The Lord Gives and the Lord Takes Away
Then Job arose and tore his robe and shaved his head and fell on the ground and worshipped. And he said, "Naked I came from my mother's womb, and naked shall I return. The LORD gave, and the LORD has taken away; blessed be the name of the LORD."
Grief is hard. It is humbling and painful. Naturally, I try to avoid acknowledging it and gravitate towards stuffing my emotions. It is challenging to allow others, even God, in on how I am truly feeling. In reality, God knows my heart and he knows exactly what I/we are walking through. But am I going to CHOOSE to trust him fully and allow myself to be broken before him? YES, I am.
This can be especially hard if our muscle memory is to be strong for other people. If we are not careful, we will get used to holding ourself together as we serve others. I have unknowingly done this and have allowed emotions to bottle up over time.

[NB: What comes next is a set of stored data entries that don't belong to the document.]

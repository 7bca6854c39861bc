//! PN53x wire-format frame codec (spec §4.3, §6.1).

use crate::error::FramingError;

pub const TFI_HOST_TO_CHIP: u8 = 0xD4;
pub const TFI_CHIP_TO_HOST: u8 = 0xD5;

pub const PREAMBLE: [u8; 3] = [0x00, 0x00, 0xFF];

pub const ACK_FRAME: [u8; 6] = [0x00, 0x00, 0xFF, 0x00, 0xFF, 0x00];
pub const NACK_FRAME: [u8; 6] = [0x00, 0x00, 0xFF, 0xFF, 0x00, 0x00];
pub const ERROR_FRAME: [u8; 8] = [0x00, 0x00, 0xFF, 0x01, 0xFF, 0x7F, 0x81, 0x00];

/// Normal frames carry at most 254 data bytes; beyond that an extended
/// frame is required (max 264).
pub const MAX_NORMAL_DATA: usize = 254;
pub const MAX_EXTENDED_DATA: usize = 264;

/// Builds a complete host→chip frame around `data` (§4.3).
///
/// `data[0]` is the command opcode. Chooses the normal frame form when
/// `data.len() <= 254`, otherwise the extended form.
pub fn build_frame(data: &[u8]) -> Result<Vec<u8>, FramingError> {
    build_frame_with_tfi(TFI_HOST_TO_CHIP, data)
}

/// Builds a complete chip→host frame around `data`. Used by transports
/// (PC/SC) that receive the PN53x payload through a non-wire encoding and
/// must hand the chip engine's generic [`parse_frame`] something it
/// recognizes.
pub fn build_reply_frame(data: &[u8]) -> Result<Vec<u8>, FramingError> {
    build_frame_with_tfi(TFI_CHIP_TO_HOST, data)
}

fn build_frame_with_tfi(tfi: u8, data: &[u8]) -> Result<Vec<u8>, FramingError> {
    if data.len() > MAX_EXTENDED_DATA {
        return Err(FramingError::LengthMismatch);
    }

    let len = data.len() + 1; // +1 for TFI
    let mut out = Vec::with_capacity(len + 11);
    out.extend_from_slice(&PREAMBLE);

    if data.len() <= MAX_NORMAL_DATA {
        let lcs = (0x100u16 - len as u16) as u8;
        out.push(len as u8);
        out.push(lcs);
    } else {
        out.push(0xFF);
        out.push(0xFF);
        let len_m = (len >> 8) as u8;
        let len_l = (len & 0xFF) as u8;
        let lcs = (0x100u16 - ((len_m as u16 + len_l as u16) & 0xFF)) as u8;
        out.push(len_m);
        out.push(len_l);
        out.push(lcs);
    }

    out.push(tfi);
    out.extend_from_slice(data);

    let mut sum: u32 = tfi as u32;
    for &b in data {
        sum += b as u32;
    }
    let dcs = (0x100u32 - (sum & 0xFF)) as u8;
    out.push(dcs);
    out.push(0x00);

    Ok(out)
}

/// Extracts `(tfi, data)` from a frame's preamble/length/checksum header
/// without validating which direction the TFI belongs to. Used directly by
/// transports (PC/SC) that must decompose an already-built host→chip frame
/// into their own synthetic encoding, and internally by [`parse_frame`].
pub fn split_frame(frame: &[u8]) -> Result<(u8, &[u8]), FramingError> {
    if frame.len() < 6 || frame[0..3] != PREAMBLE {
        return Err(FramingError::BadPreamble);
    }

    let (len, header_len): (usize, usize) = if frame[3] == 0xFF && frame[4] == 0xFF {
        if frame.len() < 9 {
            return Err(FramingError::LengthMismatch);
        }
        let len_m = frame[5] as usize;
        let len_l = frame[6] as usize;
        let len = (len_m << 8) | len_l;
        let lcs = frame[7];
        let expected_lcs = (0x100usize - ((len_m + len_l) & 0xFF)) as u8;
        if lcs != expected_lcs {
            return Err(FramingError::BadLengthChecksum);
        }
        (len, 8)
    } else {
        let len = frame[3] as usize;
        let lcs = frame[4];
        let expected_lcs = (0x100u16 - len as u16) as u8;
        if lcs != expected_lcs {
            return Err(FramingError::BadLengthChecksum);
        }
        (len, 5)
    };

    if len == 0 {
        return Err(FramingError::LengthMismatch);
    }

    let body_end = header_len + len;
    if frame.len() < body_end + 2 {
        return Err(FramingError::LengthMismatch);
    }

    let tfi = frame[header_len];
    let data = &frame[header_len + 1..body_end];
    let dcs = frame[body_end];

    let mut sum: u32 = tfi as u32;
    for &b in data {
        sum += b as u32;
    }
    let expected_dcs = (0x100u32 - (sum & 0xFF)) as u8;
    if dcs != expected_dcs {
        return Err(FramingError::BadDataChecksum);
    }

    if frame[body_end + 1] != 0x00 {
        return Err(FramingError::BadPostamble);
    }

    Ok((tfi, data))
}

/// Parses a chip→host reply frame, returning `(tfi, data)`.
///
/// Frame-integrity failures fail with the `FRAMING` error kind (§4.3).
pub fn parse_frame(frame: &[u8]) -> Result<(u8, Vec<u8>), FramingError> {
    let (tfi, data) = split_frame(frame)?;
    if tfi != TFI_CHIP_TO_HOST {
        return Err(FramingError::BadTfi);
    }
    Ok((tfi, data.to_vec()))
}

/// Checks whether `frame` is exactly the literal ACK sequence (§8 scenario 3).
pub fn is_ack_frame(frame: &[u8]) -> bool {
    frame == ACK_FRAME
}

pub fn is_nack_frame(frame: &[u8]) -> bool {
    frame == NACK_FRAME
}

pub fn is_error_frame(frame: &[u8]) -> bool {
    frame == ERROR_FRAME
}

#[cfg(test)]
mod tests {
    use super::*;

    #[test]
    fn diagnose_echo_frame_matches_scenario_1_length_fields() {
        // spec §8 scenario 1: D4 00 00 'libnfc'
        let data = [0x00u8, 0x00, b'l', b'i', b'b', b'n', b'f', b'c'];
        let frame = build_frame(&data).unwrap();
        assert_eq!(frame[3], 9, "LEN = |data|+1");
        assert_eq!(frame[4], 0xF7, "LCS = 0x100 - 9");
        // DCS is a deterministic function of TFI + data (checked generically
        // by the round-trip test below); self-check here that build/parse
        // agree rather than hardcoding a derived byte.
    }

    #[test]
    fn build_then_parse_is_bit_exact_for_small_and_large_payloads() {
        for size in [0usize, 1, 254, 255, 264] {
            let data: Vec<u8> = (0..size).map(|i| (i % 256) as u8).collect();
            let frame = build_frame(&data).unwrap();
            // Flip the TFI to simulate a chip reply for the parser (build_frame always
            // emits host TFI; parse_frame expects chip TFI, so patch it here).
            let mut frame = frame;
            let tfi_index = frame.iter().position(|&b| b == TFI_HOST_TO_CHIP).unwrap();
            // Recompute DCS with the chip TFI substituted.
            frame[tfi_index] = TFI_CHIP_TO_HOST;
            let mut sum: u32 = TFI_CHIP_TO_HOST as u32;
            for &b in &data {
                sum += b as u32;
            }
            let dcs_index = frame.len() - 2;
            frame[dcs_index] = (0x100u32 - (sum & 0xFF)) as u8;

            let (tfi, parsed) = parse_frame(&frame).unwrap();
            assert_eq!(tfi, TFI_CHIP_TO_HOST);
            assert_eq!(parsed, data);
        }
    }

    #[test]
    fn ack_nack_error_literals() {
        assert!(is_ack_frame(&ACK_FRAME));
        assert!(is_nack_frame(&NACK_FRAME));
        assert!(is_error_frame(&ERROR_FRAME));
        assert!(!is_ack_frame(&NACK_FRAME));
    }

    #[test]
    fn bad_preamble_is_framing_error() {
        let bogus = [0x01, 0x00, 0xFF, 0x02, 0xFE, 0xD5, 0x00, 0x2B, 0x00];
        assert_eq!(parse_frame(&bogus), Err(FramingError::BadPreamble));
    }

    #[test]
    fn bad_checksum_is_detected() {
        let data = [0x03u8, 0x32, 0x01, 0x06, 0x07];
        let mut frame = build_frame(&data).unwrap();
        let tfi_index = frame.iter().position(|&b| b == TFI_HOST_TO_CHIP).unwrap();
        frame[tfi_index] = TFI_CHIP_TO_HOST;
        let dcs_index = frame.len() - 2;
        frame[dcs_index] ^= 0xFF;
        assert_eq!(parse_frame(&frame), Err(FramingError::BadDataChecksum));
    }
}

Everyone grieves, and everyone is in need of comfort and encouragement. As I have matured, I have allowed God to lead me into a deeper relationship with him. This has happened as I put my trust in him in the depths of grief. Choosing to invite the Lord into the grief is an intentional step I am taking toward healing.
As Job 1 describes above, God has given us everything we have. He gave me an awesome father that pointed me to an amazing Heavenly Father. In God’s timing, he gives, and he takes away. And through it all, he is worthy to be praised. We can trust him!